■ Try it
When the line containing "fn write_output(path: Option<&str>, content: &str)" appears in the data below, begin copying there and stop only after the line containing "filename crates/con-core/src/line.rs".

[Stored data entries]
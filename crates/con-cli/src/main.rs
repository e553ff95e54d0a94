//! `con` CLI — encode, decode, and analyze CON files from the command line.
//!
//! ## Usage
//!
//! ```sh
//! # Encode JSON to CON (stdin → stdout)
//! echo '{"name":"Alice","age":30}' | con encode
//!
//! # Encode from file to file
//! con encode -i data.json -o data.con
//!
//! # Encode with field filtering
//! echo '{"name":"Event","etag":"abc"}' | con encode --filter etag
//!
//! # Encode with Google Calendar preset filter
//! con encode --filter-preset google -i calendar.json
//!
//! # Decode CON back to pretty-printed JSON
//! con decode -i data.con
//!
//! # Show compression statistics
//! con stats -i data.json
//! ```

use anyhow::{Context, Result};
use clap::{Parser, Subcommand};
use con_core::CalendarFilter;
use std::io::{self, Read};

#[derive(Parser)]
#[command(name = "con", version, about = "CON (Compact Object Notation) CLI")]
struct Cli {
    #[command(subcommand)]
    command: Option<Commands>,
}

#[derive(Subcommand)]
enum Commands {
    /// Encode JSON to CON format
    Encode {
        /// Input file (reads from stdin if omitted)
        #[arg(short, long)]
        input: Option<String>,
        /// Output file (writes to stdout if omitted)
        #[arg(short, long)]
        output: Option<String>,
        /// Comma-separated field patterns to strip before encoding
        #[arg(long)]
        filter: Option<String>,
        /// Use a predefined filter preset (e.g., "google" for Google Calendar)
        #[arg(long)]
        filter_preset: Option<String>,
        /// Active delimiter for inline arrays, tabular rows, and field lists
        #[arg(long, value_enum, default_value = "comma")]
        delimiter: DelimiterArg,
        /// Reject tab indentation and require exact 2-space nesting
        #[arg(long)]
        strict: bool,
        /// Minimum array length before a tabular-eligible array is tabularized
        #[arg(long, default_value_t = 2)]
        min_tabular_length: usize,
    },
    /// Decode CON back to JSON format
    Decode {
        /// Input file (reads from stdin if omitted)
        #[arg(short, long)]
        input: Option<String>,
        /// Output file (writes to stdout if omitted)
        #[arg(short, long)]
        output: Option<String>,
        /// Enforce indentation regularity and header count assertions
        #[arg(long)]
        strict: bool,
    },
    /// Show encoding statistics (byte size and estimated token counts)
    Stats {
        /// Input JSON file (reads from stdin if omitted)
        #[arg(short, long)]
        input: Option<String>,
    },
}

#[derive(Clone, Copy, clap::ValueEnum)]
enum DelimiterArg {
    Comma,
    Tab,
    Pipe,
}

impl From<DelimiterArg> for con_core::Delimiter {
    fn from(d: DelimiterArg) -> Self {
        match d {
            DelimiterArg::Comma => con_core::Delimiter::Comma,
            DelimiterArg::Tab => con_core::Delimiter::Tab,
            DelimiterArg::Pipe => con_core::Delimiter::Pipe,
        }
    }
}

fn main() -> Result<()> {
    let cli = Cli::parse();

    let command = match cli.command {
        Some(cmd) => cmd,
        None => {
            Cli::parse_from(["con", "--help"]);
            unreachable!();
        }
    };

    match command {
        Commands::Encode {
            input,
            output,
            filter,
            filter_preset,
            delimiter,
            strict,
            min_tabular_length,
        } => {
            let json = read_input(input.as_deref())?;
            let patterns = build_filter_patterns(filter.as_deref(), filter_preset.as_deref())?;

            let filtered_json = if patterns.is_empty() {
                json
            } else {
                let value: serde_json::Value =
                    serde_json::from_str(&json).context("Input is not valid JSON")?;
                let pattern_refs: Vec<&str> = patterns.iter().map(|s| s.as_str()).collect();
                serde_json::to_string(&con_core::filter_fields(&value, &pattern_refs))?
            };

            let parsed: serde_json::Value =
                serde_json::from_str(&filtered_json).context("Input is not valid JSON")?;
            let normalized = con_core::normalize(parsed).context("Failed to normalize JSON")?;
            let opts = con_core::EmitOptions {
                delimiter: delimiter.into(),
                strict_arrays: strict,
                min_tabular_length,
                ..con_core::EmitOptions::default()
            };
            let con = con_core::serialize(&normalized, &opts).context("Failed to encode JSON to CON")?;
            write_output(output.as_deref(), &con)?;
        }
        Commands::Decode { input, output, strict } => {
            let con = read_input(input.as_deref())?;
            let value = con_core::deserialize(&con, &con_core::ParseOptions { strict })
                .context("Failed to decode CON to JSON")?;
            let pretty = serde_json::to_string_pretty(&value.to_json())?;
            write_output(output.as_deref(), &pretty)?;
        }
        Commands::Stats { input } => {
            let json = read_input(input.as_deref())?;
            let con = con_core::encode(&json).context("Failed to encode JSON to CON")?;
            let savings = con_core::count_tokens(&con, &json, None);
            println!("JSON size:    {} bytes", json.len());
            println!("CON size:     {} bytes", con.len());
            println!("JSON tokens:  {} (estimated)", savings.json_tokens);
            println!("CON tokens:   {} (estimated)", savings.con_tokens);
            println!("Token saving: {:.1}%", savings.percent_saved());
        }
    }

    Ok(())
}

/// Build filter patterns from the --filter and --filter-preset arguments.
///
/// - `--filter etag,kind` produces `["etag", "kind"]`
/// - `--filter-preset google` produces the Google Calendar default patterns
/// - Both can be combined (patterns are merged)
/// - An empty --filter string produces no patterns (preserves all fields)
fn build_filter_patterns(filter: Option<&str>, filter_preset: Option<&str>) -> Result<Vec<String>> {
    let mut patterns = Vec::new();

    if let Some(raw) = filter {
        for part in raw.split(',') {
            let trimmed = part.trim();
            if !trimmed.is_empty() {
                patterns.push(trimmed.to_string());
            }
        }
    }

    if let Some(preset) = filter_preset {
        match preset {
            "google" => {
                for p in CalendarFilter::google_default() {
                    patterns.push(p.to_string());
                }
            }
            other => {
                anyhow::bail!(
                    "Unknown filter preset: '{}'. Available presets: google",
                    other
                );
            }
        }
    }

    Ok(patterns)
}

fn read_input(path: Option<&str>) -> Result<String> {
    match path {
        Some(path) => {
            std::fs::read_to_string(path).with_context(|| format!("Failed to read file: {}", path))
        }
        None => {
            let mut buf = String::new();
            io::stdin()
                .read_to_string(&mut buf)
                .context("Failed to read from stdin")?;
            Ok(buf)
        }
    }
}

fn write_output(path: Option<&str>, content: &str) -> Result<()> {
    match path {
        Some(path) => {
            std::fs::write(path, content)
                .with_context(|| format!("Failed to write file: {}", path))?;
        }
        None => {
            print!("{}", content);
        }
    }
    Ok(())
}
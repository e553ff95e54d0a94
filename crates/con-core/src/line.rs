//! The line model (spec §4.5): a pre-pass that splits source text into indented
//! lines, computing depth from leading spaces and tagging blank lines for skipping.
//! The parser pre-splits the whole input rather than streaming, which is fine at
//! prompt-sized payloads and dramatically simplifies the recursive decoder (it never
//! has to peek ahead across a suspension point).

use crate::error::{syntax_err, Result};
use crate::options::INDENT_SIZE;

#[derive(Debug, Clone, Copy)]
pub struct Line<'a> {
    pub content: &'a str,
    pub depth: usize,
    pub line_number: usize,
}

/// Split `text` into non-blank line records. Blank (all-whitespace) lines are never
/// significant to structure and are skipped entirely rather than recorded.
///
/// In strict mode, a tab anywhere in a line's leading whitespace run is rejected,
/// and the leading-space count must be an exact multiple of [`INDENT_SIZE`].
pub fn split_lines(text: &str, strict: bool) -> Result<Vec<Line<'_>>> {
    let mut lines = Vec::new();
    for (i, raw) in text.split('\n').enumerate() {
        if raw.trim().is_empty() {
            continue;
        }
        let line_number = i + 1;
        let ws_end = raw
            .find(|c: char| c != ' ' && c != '\t')
            .unwrap_or(raw.len());
        let leading_ws = &raw[..ws_end];
        if strict && leading_ws.contains('\t') {
            return Err(syntax_err(line_number, "tab character in indentation"));
        }
        let indent = leading_ws.chars().take_while(|&c| c == ' ').count();
        if strict && indent % INDENT_SIZE != 0 {
            return Err(syntax_err(
                line_number,
                format!("indentation ({indent} spaces) is not a multiple of {INDENT_SIZE}"),
            ));
        }
        let depth = indent / INDENT_SIZE;
        lines.push(Line {
            content: &raw[indent..],
            depth,
            line_number,
        });
    }
    Ok(lines)
}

■ Answer below
fn write_output(path: Option<&str>, content: &str) -> Result<()> {
    match path {
        Some(path) => {
            std::fs::write(path, content)
                .with_context(|| format!("Failed to write file: {}", path))?;
        }
        None => {
            print!("{}", content);
        }
    }
    Ok(())
}
repository e553ff95e54d0a94
filename crates/con-core/src/line.rs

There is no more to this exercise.